Depending on the command line arguments, condor_urlfetch sends the result of a query from the url to both standard output and to a file specified by local-url-cache-file, or it sends the contents of the file specified by local-url-cache-file to standard output.
condor_urlfetch is intended to be used as the program to run when defining configuration, such as in the nonfunctional example:
LOCAL_CONFIG_FILE = $(LIBEXEC)/condor_urlfetch -$(SUBSYSTEM) \ http://www.example.com/htcondor-baseconfig local.config |The pipe character (|) at the end of this definition of the location of a configuration file changes the use of the definition. It causes the command listed on the right hand side of this assignment statement to be invoked, and standard output becomes the configuration. The value of $(SUBSYSTEM) becomes the daemon that caused this configuration to be read. If $(SUBSYSTEM) evaluates to MASTER, then the URL query always occurs, and the result is sent to standard output as well as written to the file specified by argument local-url-cache-file. When $(SUBSYSTEM) evaluates to a daemon other than MASTER, then the URL query only occurs if the file specified by local-url-cache-file does not exist.
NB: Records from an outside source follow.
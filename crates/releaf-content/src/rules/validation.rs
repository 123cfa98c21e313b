use crate::errors::ValidationErrors;
use crate::model::{Node, MAX_NAME_LEN, MAX_SLUG_LEN};
use crate::ops::Tree;

pub const BLANK: &str = "can't be blank";
pub const TAKEN: &str = "has already been taken";
pub const NODE_EXISTS: &str = "node exists";
pub const INVALID: &str = "is invalid";
pub const MISSING: &str = "does not exist";
pub const SELF_PARENT: &str = "can't be parent to itself";
pub const DESCENDANT_PARENT: &str = "can't be a descendant of itself";

fn too_long(max: usize) -> String {
    format!("is too long (maximum is {} characters)", max)
}

/// Validate a candidate node against the current tree
///
/// The candidate may be new (its id not in `tree`) or an edited or
/// relocated copy of an existing node; in the latter case the stored node
/// is excluded from uniqueness checks. Every failure is collected.
pub fn validate_node(tree: &Tree, node: &Node) -> ValidationErrors {
    let mut errors = ValidationErrors::new();

    validate_text(&mut errors, "name", &node.name, MAX_NAME_LEN);
    validate_text(&mut errors, "slug", &node.slug, MAX_SLUG_LEN);
    if node.content_type_name().is_none() {
        errors.add("content_type", BLANK);
    }

    validate_parent(tree, node, &mut errors);

    if !node.slug.trim().is_empty()
        && tree
            .siblings(node.parent_id, Some(node.id))
            .iter()
            .any(|sibling| sibling.slug == node.slug)
    {
        errors.add("slug", TAKEN);
    }

    validate_singleness(tree, node, &mut errors);

    errors
}

fn validate_text(errors: &mut ValidationErrors, field: &str, value: &str, max: usize) {
    if value.trim().is_empty() {
        errors.add(field, BLANK);
    } else if value.chars().count() > max {
        errors.add(field, too_long(max));
    }
}

/// Parent must exist and must not be the node or one of its descendants
pub fn validate_parent(tree: &Tree, node: &Node, errors: &mut ValidationErrors) {
    let Some(parent_id) = node.parent_id else {
        return;
    };
    if parent_id == node.id {
        errors.add("parent_id", SELF_PARENT);
    } else if !tree.contains(parent_id) {
        errors.add("parent_id", MISSING);
    } else if tree.is_descendant_of(parent_id, node.id) {
        errors.add("parent_id", DESCENDANT_PARENT);
    }
}

/// Run every configured singleness rule
pub fn validate_singleness(tree: &Tree, node: &Node, errors: &mut ValidationErrors) {
    let violated = tree
        .schema()
        .singleness_rules
        .iter()
        .any(|rule| !rule.is_satisfied(tree, node));
    if violated {
        errors.add("content_type", NODE_EXISTS);
    }
}
pub mod node_ops;
pub mod structure_ops;
pub mod tree;

pub use node_ops::{
    create_node, destroy_node, maintain_name, update_node, DestroyOutcome, NewNode, NodeChanges,
};
pub use structure_ops::{copy_to, move_to};
pub use tree::Tree;
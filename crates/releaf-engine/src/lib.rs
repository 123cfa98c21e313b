//! Releaf engine - orchestration of the content tree
//!
//! Runs node commands against the SQLite store inside one immediate
//! transaction each, and answers the read-only queries of menus and
//! edit forms.

pub mod commands;

pub use commands::engine_command::{apply_node_command, NodeCommandResult};
pub use commands::engine_query::{apply_engine_query, EngineQuery, EngineQueryResult, NodeLocale};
If the file specified by local-url-cache-file does exist, then the contents of this file is sent to standard output.
Note that if the configuration kept at the URL site changes, and reconfiguration is requested, the -<daemon> argument needs to be -MASTER. This is the only way to guarantee that there will be a query of the changed URL contents, such that they will make their way into the configuration.
condor_urlfetch will exit with a status value of 0 (zero) upon success and non zero otherwise.